Out of Graham’s company were born innovators like Merce Cunningham and Paul Taylor who went on to stake their own fame in the contemporary American dance scene. While he was studying dance at Juilliard, the Martha Graham School and the Metropolitan Opera Ballet School, Paul Taylor worked as an assistant to Jasper Johns and Robert Rauschenberg, who were dressing windows for Tiffany’s at the time. He drew these artists and Ellsworth Kelly, Alex Katz, Santo Loquasto and Jennifer Tipton among others into collaborating with him on his dances. Outstanding among Rauschenberg’s creations for Taylor were the costumes for the witty Three Epitaphs (1955) where faceless dancers loped about like rag dolls, covered from head to toe in black body stockings speckled with shards of mirrors.  And Taylor, like Cunningham and Diaghilev, in his early days sent bewildered audiences fleeing the theatre. Rauschenberg’s own constructions created from found objects bewildered viewers as well.  In his May 14, 2008 obituary of Rauschenberg art critic Michael Kimmelman wrote in The New York Times:

“Mr. Rauschenberg, who knew that not everybody found it easy to grasp the open-endedness of his work, once described to the writer Calvin Tomkins an encounter with a woman who had reacted skeptically to “Monogram” (1955-59) and “Bed” in his 1963 retrospective at the Jewish Museum, one of the events that secured Mr. Rauschenberg’s reputation: “To her, all my decisions seemed absolutely arbitrary — as though I could just as well have selected anything at all — and therefore there was no meaning, and that made it ugly.

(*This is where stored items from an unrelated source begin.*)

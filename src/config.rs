//! Behavior configuration: arrows, line z-order, auto-select and repeat-select.
//!
//! [`Config`] is the resolved value the engine reads. Hosts never build it
//! field by field; they pass a sparse [`ConfigOverrides`] that is layered onto
//! the defaults at construction and optionally again at resize.

#[cfg(test)]
#[path = "config_test.rs"]
mod config_test;

use serde::{Deserialize, Serialize};

use crate::consts::{DEFAULT_ARROW_DISTANCE, DEFAULT_ARROW_SIZE};

/// Arrowhead settings shared by every connected pair.
#[derive(Debug, Clone, Copy, PartialEq, Serialize, Deserialize)]
pub struct ArrowConfig {
    /// Draw arrowheads on connecting lines.
    pub show: bool,
    /// Radius of the auxiliary circle shaping the arrowhead.
    pub size: f64,
    /// Offset of the arrowhead from the starting anchor's center.
    pub distance: f64,
}

impl Default for ArrowConfig {
    fn default() -> Self {
        Self { show: true, size: DEFAULT_ARROW_SIZE, distance: DEFAULT_ARROW_DISTANCE }
    }
}

/// Resolved engine configuration.
#[derive(Debug, Clone, Copy, PartialEq, Default, Serialize, Deserialize)]
#[serde(default)]
pub struct Config {
    pub arrow: ArrowConfig,
    /// Draw connecting lines above anchors instead of beneath them.
    #[serde(rename = "isLineCoverAnchor")]
    pub line_cover_anchor: bool,
    /// Select anchors crossed by the straight segment between two selections.
    #[serde(rename = "isLineAutoSelect")]
    pub line_auto_select: bool,
    /// Allow an anchor to appear more than once (never twice in a row).
    #[serde(rename = "isAnchorRepeatSelect")]
    pub anchor_repeat_select: bool,
}

impl Config {
    /// Defaults with `overrides` applied.
    #[must_use]
    pub fn with_overrides(overrides: &ConfigOverrides) -> Self {
        let mut config = Self::default();
        overrides.apply(&mut config);
        config
    }
}

/// Sparse arrow update. Absent fields keep their current value.
#[derive(Debug, Clone, Copy, PartialEq, Default, Serialize, Deserialize)]
pub struct ArrowOverrides {
    #[serde(default, skip_serializing_if = "Option::is_none")]
    pub show: Option<bool>,
    #[serde(default, skip_serializing_if = "Option::is_none")]
    pub size: Option<f64>,
    #[serde(default, skip_serializing_if = "Option::is_none")]
    pub distance: Option<f64>,
}

/// Sparse configuration update. Only present fields are applied.
#[derive(Debug, Clone, Copy, PartialEq, Default, Serialize, Deserialize)]
pub struct ConfigOverrides {
    #[serde(default, skip_serializing_if = "Option::is_none")]
    pub arrow: Option<ArrowOverrides>,
    #[serde(default, rename = "isLineCoverAnchor", skip_serializing_if = "Option::is_none")]
    pub line_cover_anchor: Option<bool>,
    #[serde(default, rename = "isLineAutoSelect", skip_serializing_if = "Option::is_none")]
    pub line_auto_select: Option<bool>,
    #[serde(default, rename = "isAnchorRepeatSelect", skip_serializing_if = "Option::is_none")]
    pub anchor_repeat_select: Option<bool>,
}

impl ConfigOverrides {
    /// Merge the present fields into `config`.
    pub fn apply(&self, config: &mut Config) {
        if let Some(arrow) = self.arrow {
            if let Some(show) = arrow.show {
                config.arrow.show = show;
            }
            if let Some(size) = arrow.size {
                config.arrow.size = size;
            }
            if let Some(distance) = arrow.distance {
                config.arrow.distance = distance;
            }
        }
        if let Some(v) = self.line_cover_anchor {
            config.line_cover_anchor = v;
        }
        if let Some(v) = self.line_auto_select {
            config.line_auto_select = v;
        }
        if let Some(v) = self.anchor_repeat_select {
            config.anchor_repeat_select = v;
        }
    }
}
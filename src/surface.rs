//! Drawing-surface abstraction and its browser implementation.
//!
//! The engine never creates or sizes a canvas. It draws through [`Surface`],
//! which the host supplies already attached and sized. [`CanvasSurface`] is the
//! stock implementation over a `CanvasRenderingContext2d`. The pointer helpers
//! at the bottom translate DOM mouse and touch events into surface-local
//! [`Location`]s.
//!
//! All fallible Canvas2D calls map their `JsValue` error into
//! [`SurfaceError::Js`] and propagate it.

#[cfg(test)]
#[path = "surface_test.rs"]
pub(crate) mod surface_test;

use std::f64::consts::PI;

use wasm_bindgen::{JsCast, JsValue};
use web_sys::{CanvasRenderingContext2d, HtmlCanvasElement, MouseEvent, TouchEvent};

use crate::geom::Location;
use crate::style::Shadow;

/// Error raised by a drawing surface.
#[derive(Debug, Clone, PartialEq, Eq, thiserror::Error)]
pub enum SurfaceError {
    /// The canvas refused to hand out a 2D context.
    #[error("unable to obtain a 2d rendering context")]
    ContextUnavailable,
    /// A Canvas2D call failed.
    #[error("canvas call failed: {0}")]
    Js(String),
}

impl From<JsValue> for SurfaceError {
    fn from(value: JsValue) -> Self {
        Self::Js(format!("{value:?}"))
    }
}

/// Minimal drawing capability required by the engine.
pub trait Surface {
    /// Clear the whole surface.
    ///
    /// # Errors
    ///
    /// Returns [`SurfaceError`] if the backend rejects the call.
    fn clear(&mut self) -> Result<(), SurfaceError>;

    /// Set the device-pixel scale. Calling twice with the same ratio is a no-op.
    ///
    /// # Errors
    ///
    /// Returns [`SurfaceError`] if the backend rejects the call.
    fn scale(&mut self, ratio: f64) -> Result<(), SurfaceError>;

    /// Shadow applied to subsequent strokes and fills.
    fn set_shadow(&mut self, shadow: &Shadow);

    /// Stroke a circle outline.
    ///
    /// # Errors
    ///
    /// Returns [`SurfaceError`] if the backend rejects the call (e.g. a negative radius).
    fn stroke_circle(&mut self, center: Location, radius: f64, width: f64, color: &str) -> Result<(), SurfaceError>;

    /// Fill a circle.
    ///
    /// # Errors
    ///
    /// Returns [`SurfaceError`] if the backend rejects the call (e.g. a negative radius).
    fn fill_circle(&mut self, center: Location, radius: f64, color: &str) -> Result<(), SurfaceError>;

    /// Stroke an open polyline through `points`.
    ///
    /// # Errors
    ///
    /// Returns [`SurfaceError`] if the backend rejects the call.
    fn stroke_path(&mut self, points: &[Location], width: f64, color: &str) -> Result<(), SurfaceError>;

    /// Fill the closed polygon through `points`.
    ///
    /// # Errors
    ///
    /// Returns [`SurfaceError`] if the backend rejects the call.
    fn fill_path(&mut self, points: &[Location], color: &str) -> Result<(), SurfaceError>;
}

/// [`Surface`] over a browser canvas element.
pub struct CanvasSurface {
    canvas: HtmlCanvasElement,
    ctx: CanvasRenderingContext2d,
}

impl CanvasSurface {
    /// Acquire the 2D context of `canvas`.
    ///
    /// # Errors
    ///
    /// Returns [`SurfaceError::ContextUnavailable`] if the canvas has no 2D
    /// context, or [`SurfaceError::Js`] if the lookup itself throws.
    pub fn new(canvas: HtmlCanvasElement) -> Result<Self, SurfaceError> {
        let ctx = canvas
            .get_context("2d")?
            .ok_or(SurfaceError::ContextUnavailable)?
            .dyn_into::<CanvasRenderingContext2d>()
            .map_err(|_| SurfaceError::ContextUnavailable)?;
        Ok(Self { canvas, ctx })
    }

    /// The underlying canvas element.
    #[must_use]
    pub fn canvas(&self) -> &HtmlCanvasElement {
        &self.canvas
    }

    fn trace(&self, points: &[Location]) {
        self.ctx.begin_path();
        for (i, p) in points.iter().enumerate() {
            if i == 0 {
                self.ctx.move_to(p.x, p.y);
            } else {
                self.ctx.line_to(p.x, p.y);
            }
        }
    }
}

impl Surface for CanvasSurface {
    fn clear(&mut self) -> Result<(), SurfaceError> {
        self.ctx.clear_rect(0.0, 0.0, f64::from(self.canvas.width()), f64::from(self.canvas.height()));
        Ok(())
    }

    fn scale(&mut self, ratio: f64) -> Result<(), SurfaceError> {
        self.ctx.set_transform(ratio, 0.0, 0.0, ratio, 0.0, 0.0)?;
        Ok(())
    }

    fn set_shadow(&mut self, shadow: &Shadow) {
        self.ctx.set_shadow_color(&shadow.color);
        self.ctx.set_shadow_blur(shadow.blur);
        self.ctx.set_shadow_offset_x(shadow.offset_x);
        self.ctx.set_shadow_offset_y(shadow.offset_y);
    }

    fn stroke_circle(&mut self, center: Location, radius: f64, width: f64, color: &str) -> Result<(), SurfaceError> {
        self.ctx.begin_path();
        self.ctx.arc(center.x, center.y, radius, 0.0, 2.0 * PI)?;
        self.ctx.set_line_width(width);
        self.ctx.set_stroke_style_str(color);
        self.ctx.stroke();
        Ok(())
    }

    fn fill_circle(&mut self, center: Location, radius: f64, color: &str) -> Result<(), SurfaceError> {
        self.ctx.begin_path();
        self.ctx.arc(center.x, center.y, radius, 0.0, 2.0 * PI)?;
        self.ctx.set_fill_style_str(color);
        self.ctx.fill();
        Ok(())
    }

    fn stroke_path(&mut self, points: &[Location], width: f64, color: &str) -> Result<(), SurfaceError> {
        self.ctx.set_line_width(width);
        self.ctx.set_stroke_style_str(color);
        self.trace(points);
        self.ctx.stroke();
        Ok(())
    }

    fn fill_path(&mut self, points: &[Location], color: &str) -> Result<(), SurfaceError> {
        self.trace(points);
        self.ctx.close_path();
        self.ctx.set_fill_style_str(color);
        self.ctx.fill();
        Ok(())
    }
}

// =============================================================
// Pointer translation
// =============================================================

/// Surface-local location of a mouse event.
#[must_use]
pub fn mouse_location(ev: &MouseEvent, canvas: &HtmlCanvasElement) -> Location {
    let rect = canvas.get_bounding_client_rect();
    Location::new(f64::from(ev.client_x()) - rect.left(), f64::from(ev.client_y()) - rect.top())
}

/// Surface-local location of the first changed touch, if the event has one.
#[must_use]
pub fn touch_location(ev: &TouchEvent, canvas: &HtmlCanvasElement) -> Option<Location> {
    let touch = ev.changed_touches().get(0)?;
    let rect = canvas.get_bounding_client_rect();
    Some(Location::new(f64::from(touch.page_x()) - rect.left(), f64::from(touch.page_y()) - rect.top()))
}
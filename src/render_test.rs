#![allow(clippy::float_cmp)]

use std::collections::HashMap;

use super::*;
use crate::anchor::{AnchorArrow, AnchorDefinition};
use crate::config::{ArrowOverrides, ConfigOverrides};
use crate::input::Phase;
use crate::style::{AnchorStatus, AnchorStyle, CircleStyle, LineStatus, StyleTables};
use crate::surface::surface_test::{Call, RecordingSurface};

const EPSILON: f64 = 1e-9;

fn approx_eq(a: f64, b: f64) -> bool {
    (a - b).abs() < EPSILON
}

fn loc_approx_eq(a: Location, b: Location) -> bool {
    approx_eq(a.x, b.x) && approx_eq(a.y, b.y)
}

// =============================================================
// Helpers
// =============================================================

fn visible() -> AnchorStyle {
    AnchorStyle {
        anchor_circle: CircleStyle { fill_color: Some("#eee".into()), ..Default::default() },
        ..Default::default()
    }
}

fn tables() -> StyleTables {
    let anchor = HashMap::from([
        ("not-selected".to_owned(), visible()),
        ("selected".to_owned(), visible()),
        ("error".to_owned(), visible()),
    ]);
    let line = HashMap::from([
        ("normal".to_owned(), LineStyle { line_color: "blue".into(), line_width: 3.0 }),
        ("error".to_owned(), LineStyle { line_color: "red".into(), line_width: 3.0 }),
    ]);
    StyleTables::new(anchor, line, ["error"]).expect("tables")
}

fn row() -> Vec<Anchor> {
    (0..3)
        .map(|i| {
            let mut a = Anchor::new(AnchorDefinition {
                id: (i + 1).to_string(),
                location: Location::new(50.0 + 100.0 * f64::from(i), 50.0),
                arrow: None,
                anchor_circle_radius: 30.0,
                center_circle_radius: 10.0,
            });
            a.set_status(AnchorStatus::Selected);
            a
        })
        .collect()
}

fn state(selection: Vec<usize>) -> InteractionState {
    InteractionState { selection, ..Default::default() }
}

fn render(anchors: &[Anchor], state: &InteractionState, config: &Config) -> RecordingSurface {
    let styles = tables();
    let mut surface = RecordingSurface::new();
    draw(&mut surface, &Scene { anchors, state, config, styles: &styles }).expect("draw");
    surface
}

fn first_index(calls: &[Call], pred: impl Fn(&Call) -> bool) -> Option<usize> {
    calls.iter().position(pred)
}

fn last_index(calls: &[Call], pred: impl Fn(&Call) -> bool) -> Option<usize> {
    calls.iter().rposition(pred)
}

fn is_line(c: &Call) -> bool {
    matches!(c, Call::StrokePath { .. })
}

fn is_circle(c: &Call) -> bool {
    matches!(c, Call::FillCircle { .. } | Call::StrokeCircle { .. })
}

fn is_arrow(c: &Call) -> bool {
    matches!(c, Call::FillPath { .. })
}

// =============================================================
// arrow_head
// =============================================================

#[test]
fn arrow_on_horizontal_segment() {
    let head = arrow_head(Location::new(0.0, 0.0), Location::new(100.0, 0.0), 16.0, 5.0).expect("arrow");
    assert!(loc_approx_eq(head.tip, Location::new(21.0, 0.0)));
    assert!(loc_approx_eq(head.left, Location::new(16.0, -5.0)));
    assert!(loc_approx_eq(head.right, Location::new(16.0, 5.0)));
}

#[test]
fn arrow_on_vertical_segment() {
    let head = arrow_head(Location::new(0.0, 100.0), Location::new(0.0, 0.0), 16.0, 5.0).expect("arrow");
    assert!(loc_approx_eq(head.tip, Location::new(0.0, 79.0)));
    assert!(loc_approx_eq(head.left, Location::new(-5.0, 84.0)));
    assert!(loc_approx_eq(head.right, Location::new(5.0, 84.0)));
}

#[test]
fn arrow_on_diagonal_segment_is_perpendicular() {
    let from = Location::new(50.0, 50.0);
    let to = Location::new(150.0, 150.0);
    let head = arrow_head(from, to, 16.0, 5.0).expect("arrow");

    let unit = std::f64::consts::FRAC_1_SQRT_2;
    let center = Location::new(50.0 + 16.0 * unit, 50.0 + 16.0 * unit);
    assert!(loc_approx_eq(head.tip, Location::new(50.0 + 21.0 * unit, 50.0 + 21.0 * unit)));

    for corner in [head.left, head.right] {
        assert!(approx_eq(distance(corner, center), 5.0));
        let dot = (corner.x - center.x) * unit + (corner.y - center.y) * unit;
        assert!(dot.abs() < 1e-6);
    }
    assert!(!loc_approx_eq(head.left, head.right));
}

#[test]
fn arrow_tip_is_size_beyond_center() {
    let from = Location::new(10.0, 20.0);
    let to = Location::new(70.0, 100.0);
    let head = arrow_head(from, to, 30.0, 8.0).expect("arrow");
    assert!(approx_eq(distance(from, head.tip), 38.0));
}

#[test]
fn arrow_with_zero_size_has_degenerate_corners() {
    // Radius zero: the perpendicular at best touches the circle. Corners either
    // collapse to the origin or coincide with the circle center.
    let head = arrow_head(Location::new(0.0, 0.0), Location::new(30.0, 40.0), 10.0, 0.0).expect("arrow");
    let center = Location::new(6.0, 8.0);
    assert!(loc_approx_eq(head.tip, center));
    for corner in [head.left, head.right] {
        assert!(corner == Location::ORIGIN || distance(corner, center) < 1e-6);
    }
}

#[test]
fn arrow_between_coincident_points_is_none() {
    assert!(arrow_head(Location::new(5.0, 5.0), Location::new(5.0, 5.0), 16.0, 5.0).is_none());
}

// =============================================================
// draw: layering
// =============================================================

#[test]
fn frame_starts_with_clear() {
    let surface = render(&row(), &state(vec![]), &Config::default());
    assert_eq!(surface.calls.first(), Some(&Call::Clear));
}

#[test]
fn every_anchor_is_drawn_regardless_of_selection() {
    let surface = render(&row(), &state(vec![]), &Config::default());
    assert_eq!(surface.circle_count(), 3);
}

#[test]
fn single_selection_draws_no_lines_or_arrows() {
    let surface = render(&row(), &state(vec![0]), &Config::default());
    assert!(surface.stroke_paths().is_empty());
    assert!(surface.fill_paths().is_empty());
}

#[test]
fn lines_render_beneath_anchors_by_default() {
    let surface = render(&row(), &state(vec![0, 1, 2]), &Config::default());
    assert_eq!(surface.stroke_paths().len(), 2);
    let last_line = last_index(&surface.calls, is_line).expect("line");
    let first_circle = first_index(&surface.calls, is_circle).expect("circle");
    assert!(last_line < first_circle);
}

#[test]
fn lines_render_above_anchors_when_covering() {
    let config = Config::with_overrides(&ConfigOverrides { line_cover_anchor: Some(true), ..Default::default() });
    let surface = render(&row(), &state(vec![0, 1, 2]), &config);
    let first_line = first_index(&surface.calls, is_line).expect("line");
    let last_circle = last_index(&surface.calls, is_circle).expect("circle");
    assert!(first_line > last_circle);
}

#[test]
fn arrows_render_last() {
    for cover in [false, true] {
        let config = Config::with_overrides(&ConfigOverrides { line_cover_anchor: Some(cover), ..Default::default() });
        let surface = render(&row(), &state(vec![0, 1, 2]), &config);
        let first_arrow = first_index(&surface.calls, is_arrow).expect("arrow");
        let last_other = last_index(&surface.calls, |c| is_line(c) || is_circle(c)).expect("other");
        assert!(first_arrow > last_other);
        assert_eq!(surface.fill_paths().len(), 2);
    }
}

#[test]
fn lines_connect_adjacent_pairs_in_selection_order() {
    let surface = render(&row(), &state(vec![2, 0, 1]), &Config::default());
    let paths = surface.stroke_paths();
    assert_eq!(paths[0], &vec![Location::new(250.0, 50.0), Location::new(50.0, 50.0)]);
    assert_eq!(paths[1], &vec![Location::new(50.0, 50.0), Location::new(150.0, 50.0)]);
}

#[test]
fn live_line_only_while_dragging() {
    let pointer = Location::new(120.0, 200.0);
    let dragging = InteractionState { phase: Phase::Dragging { pointer }, ..state(vec![0, 1]) };
    let surface = render(&row(), &dragging, &Config::default());
    let paths = surface.stroke_paths();
    assert_eq!(paths.len(), 2);
    assert_eq!(paths[1], &vec![Location::new(150.0, 50.0), pointer]);

    let idle = render(&row(), &state(vec![0, 1]), &Config::default());
    assert_eq!(idle.stroke_paths().len(), 1);
}

#[test]
fn live_line_without_selection_is_skipped() {
    let dragging = InteractionState { phase: Phase::Dragging { pointer: Location::ORIGIN }, ..Default::default() };
    let surface = render(&row(), &dragging, &Config::default());
    assert!(surface.stroke_paths().is_empty());
}

#[test]
fn hidden_arrows_are_not_drawn() {
    let config = Config::with_overrides(&ConfigOverrides {
        arrow: Some(ArrowOverrides { show: Some(false), ..Default::default() }),
        ..Default::default()
    });
    let surface = render(&row(), &state(vec![0, 1, 2]), &config);
    assert!(surface.fill_paths().is_empty());
}

#[test]
fn arrow_uses_starting_anchor_override() {
    let mut anchors = row();
    anchors[0] = Anchor::new(AnchorDefinition {
        id: "1".into(),
        location: Location::new(50.0, 50.0),
        arrow: Some(AnchorArrow { size: None, distance: Some(40.0) }),
        anchor_circle_radius: 30.0,
        center_circle_radius: 10.0,
    });
    let surface = render(&anchors, &state(vec![0, 1, 2]), &Config::default());
    let arrows = surface.fill_paths();
    // Override on anchor 1: tip at 50 + 40 + 5. Anchor 2 uses the defaults: 150 + 16 + 5.
    assert!(loc_approx_eq(arrows[0][0], Location::new(95.0, 50.0)));
    assert!(loc_approx_eq(arrows[1][0], Location::new(171.0, 50.0)));
}

#[test]
fn lines_and_arrows_use_line_status_color() {
    let error = tables().extra("error").cloned().expect("registered");
    let st = InteractionState { line_status: LineStatus::Extra(error), ..state(vec![0, 1]) };
    let surface = render(&row(), &st, &Config::default());
    for call in &surface.calls {
        match call {
            Call::StrokePath { color, width, .. } => {
                assert_eq!(color, "red");
                assert_eq!(*width, 3.0);
            }
            Call::FillPath { color, .. } => assert_eq!(color, "red"),
            _ => {}
        }
    }
}

#[test]
fn draw_propagates_surface_errors() {
    let styles = tables();
    let anchors = row();
    let st = state(vec![]);
    let config = Config::default();
    let mut surface = RecordingSurface { fail_circles: true, ..Default::default() };
    let result = draw(&mut surface, &Scene { anchors: &anchors, state: &st, config: &config, styles: &styles });
    assert!(result.is_err());
}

“So I told her that if I were to describe the way she was dressed, it might sound very much like what she’d been saying. For instance, she had feathers on her head. And she had this enamel brooch with a picture of ‘The Blue Boy’ on it pinned to her breast. And around her neck she had on what she would call mink but what could also be described as the skin of a dead animal. Well, at first she was a little offended by this, I think, but then later she came back and said she was beginning to understand.”

Robert Rauschenberg ‘Bicycle, National Gallery’ 1991


Both Diaghilev and Cunningham when asked in their time if they were upset at audiences fleeing their performances said they were, on the contrary, thrilled by the strong reaction. Could Diaghilev have imagined the world would be celebrating the centenary of the creation of the Ballet Russe in 2009?

The weekend I attended 90 year old Merce Cunningham’s latest work, I viewed an exhibition at the Gagosian gallery in Chelsea of Picasso’s works created in the last decade of his life. The paintings and drawings in Picasso: Mosqueteros were awash with a freedom and exuberance I had never experienced before in Picasso’s work. These brilliant provocateurs, in the tenth decade of their lives, exited with a final bang.